ポリシーの宣言セクションには、ローカル変数およびクライアントの要求を通して入力される変数の定義が含まれています。これらの定義は、セレクタセクションおよびプロバイダセクションで使用されます。これらの変数は、システム定義の変数とともに保存されます。

変数の宣言はセミコロンで区切られます。同じタイプの宣言が複数ある場合は、複数の宣言を1行に結合するか、または次の行にまたがって記述できます。行によって宣言が区別されることはありません。宣言セクションの例を次に示します。

REQUIRED INT R1;
REQUIRED TIME R2;
REQUIRED BOOLEAN R3,R4;
REQUIRED NETADDRESS R5,R6;
OPTIONAL INT P1 := 10;
OPTIONAL BOOLEAN := FALSE;
LOCAL INT L1 :=10;
LOCAL INT L2;
LOCAL TIME L3;
LOCAL BOOLEAN L4 :=TRUE, L5 :=FALSE;
LOCAL NETADDRESS L6;

使用される必須宣言およびオプション宣言の種類は、トラフィックタイプにより異なります。

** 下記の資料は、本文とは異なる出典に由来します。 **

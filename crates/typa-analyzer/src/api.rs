//! Interface to the semantic-analysis driver.
//!
//! The analyzer reads the symbol table through [`SemanticApi`] and never
//! writes to it. Symbol descriptors are shared (`Arc`) so lookups hand out
//! cheap clones.

use std::fmt;
use std::sync::Arc;
use typa_types::{ClassInfo, Type, TypeOfAny, Variance, short_name};

// =============================================================================
// Symbol descriptors
// =============================================================================

/// A variable (module attribute, class attribute, enum member).
#[derive(Clone, Debug, PartialEq, Eq)]
pub struct VarNode {
    pub fullname: String,
    /// Declared or inferred type, when known.
    pub ty: Option<Type>,
    /// Owning class for class-level variables (enum members in particular).
    pub info: Option<Arc<ClassInfo>>,
}

impl VarNode {
    pub fn new(fullname: impl Into<String>) -> Self {
        Self {
            fullname: fullname.into(),
            ty: None,
            info: None,
        }
    }

    pub fn name(&self) -> &str {
        short_name(&self.fullname)
    }
}

/// Declaration of a type variable (`T = TypeVar('T', ...)`).
#[derive(Clone, Debug, PartialEq, Eq)]
pub struct TypeVarExpr {
    pub fullname: String,
    pub values: Vec<Type>,
    pub upper_bound: Type,
    pub variance: Variance,
}

impl TypeVarExpr {
    /// Unconstrained, invariant type variable bounded by `Any`.
    pub fn new(fullname: impl Into<String>) -> Self {
        Self {
            fullname: fullname.into(),
            values: Vec::new(),
            upper_bound: Type::any(TypeOfAny::SpecialForm),
            variance: Variance::Invariant,
        }
    }

    pub fn name(&self) -> &str {
        short_name(&self.fullname)
    }
}

/// A name whose definition has not been processed yet.
#[derive(Clone, Debug, PartialEq, Eq)]
pub struct PlaceholderNode {
    pub fullname: String,
    /// The definition is known to be a class.
    pub becomes_class: bool,
}

/// A type alias definition.
///
/// The target is already resolved; its formals occur in it as unbound
/// references (or type variables) named by `alias_tvars`.
#[derive(Clone, Debug, PartialEq, Eq)]
pub struct TypeAlias {
    pub fullname: String,
    pub target: Type,
    pub alias_tvars: Vec<String>,
    /// Declared without an argument list (`A = List`).
    pub no_args: bool,
    /// Aliases the target itself was built from.
    pub alias_deps: Vec<String>,
}

impl TypeAlias {
    pub fn new(fullname: impl Into<String>, target: Type, alias_tvars: Vec<String>) -> Self {
        Self {
            fullname: fullname.into(),
            target,
            alias_tvars,
            no_args: false,
            alias_deps: Vec::new(),
        }
    }

    /// Alias declared as a bare generic class name (`A = List`).
    pub fn bare(fullname: impl Into<String>, target: Type) -> Self {
        Self {
            no_args: true,
            ..Self::new(fullname, target, Vec::new())
        }
    }
}

/// What a symbol-table entry refers to.
#[derive(Clone, Debug)]
pub enum SymbolNode {
    Class(Arc<ClassInfo>),
    Alias(Arc<TypeAlias>),
    Var(Arc<VarNode>),
    TypeVar(Arc<TypeVarExpr>),
    Placeholder(Arc<PlaceholderNode>),
    Module(String),
    Function(String),
    Decorator(String),
}

impl SymbolNode {
    pub fn fullname(&self) -> &str {
        match self {
            Self::Class(info) => &info.fullname,
            Self::Alias(alias) => &alias.fullname,
            Self::Var(var) => &var.fullname,
            Self::TypeVar(expr) => &expr.fullname,
            Self::Placeholder(node) => &node.fullname,
            Self::Module(name) | Self::Function(name) | Self::Decorator(name) => name,
        }
    }
}

/// Where a symbol was bound.
#[derive(Copy, Clone, Debug, Default, PartialEq, Eq, Hash)]
pub enum SymbolKind {
    Local,
    #[default]
    Global,
    Member,
}

impl fmt::Display for SymbolKind {
    fn fmt(&self, f: &mut fmt::Formatter<'_>) -> fmt::Result {
        f.write_str(match self {
            Self::Local => "Ldef",
            Self::Global => "Gdef",
            Self::Member => "Mdef",
        })
    }
}

/// One symbol-table entry.
#[derive(Clone, Debug)]
pub struct SymbolTableNode {
    pub kind: SymbolKind,
    pub fullname: String,
    /// `None` only for malformed entries.
    pub node: Option<SymbolNode>,
}

impl SymbolTableNode {
    pub fn new(node: SymbolNode) -> Self {
        Self {
            kind: SymbolKind::Global,
            fullname: node.fullname().to_string(),
            node: Some(node),
        }
    }

    pub fn is_placeholder(&self) -> bool {
        matches!(self.node, Some(SymbolNode::Placeholder(_)))
    }
}

// =============================================================================
// Driver interface
// =============================================================================

/// Read-only view of the semantic-analysis driver.
pub trait SemanticApi {
    /// Look up a possibly dotted name relative to the current scope.
    fn lookup_qualified(&self, name: &str) -> Option<SymbolTableNode>;

    /// Look up an absolute name.
    fn lookup_fully_qualified(&self, fullname: &str) -> Option<SymbolTableNode>;

    /// Absolute lookup used for names that may legitimately be missing
    /// while builtins are still being processed.
    fn lookup_fully_qualified_or_none(&self, fullname: &str) -> Option<SymbolTableNode> {
        self.lookup_fully_qualified(fullname)
    }

    /// True while the named module still has unprocessed definitions.
    fn is_incomplete_namespace(&self, module: &str) -> bool;

    /// True on the last pass the driver will run.
    fn is_final_iteration(&self) -> bool;
}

必須変数が含まれていないポリシーは実行されません。オプション宣言には、何も値が渡されない場合にデフォルトとして使用される値が指定されている必要があります。WANトラフィックマネージャにより、すべてのトラフィックタイプで使用できるシステムシンボル(定義済み変数)が提供されます。

各宣言は次の3つの部分から構成されます。


スコープ

有効なスコープを「表 93」に示します。


表 93. 有効な宣言スコープ

スコープ 説明

REQUIRED

スコープがREQUIREDとして定義された変数は複数のセクションで使用できますが、宣言セクションでは1回しか指定できません。

REQUIREDスコープ変数に対して値を定義することはできません。この変数の値はGetWanPolicy要求を通して入力される必要があります。

OPTIONAL

スコープがOPTIONALとして定義された変数は1つのポリシーの複数のセクションで使用できますが、宣言セクションでは1回しか指定できません。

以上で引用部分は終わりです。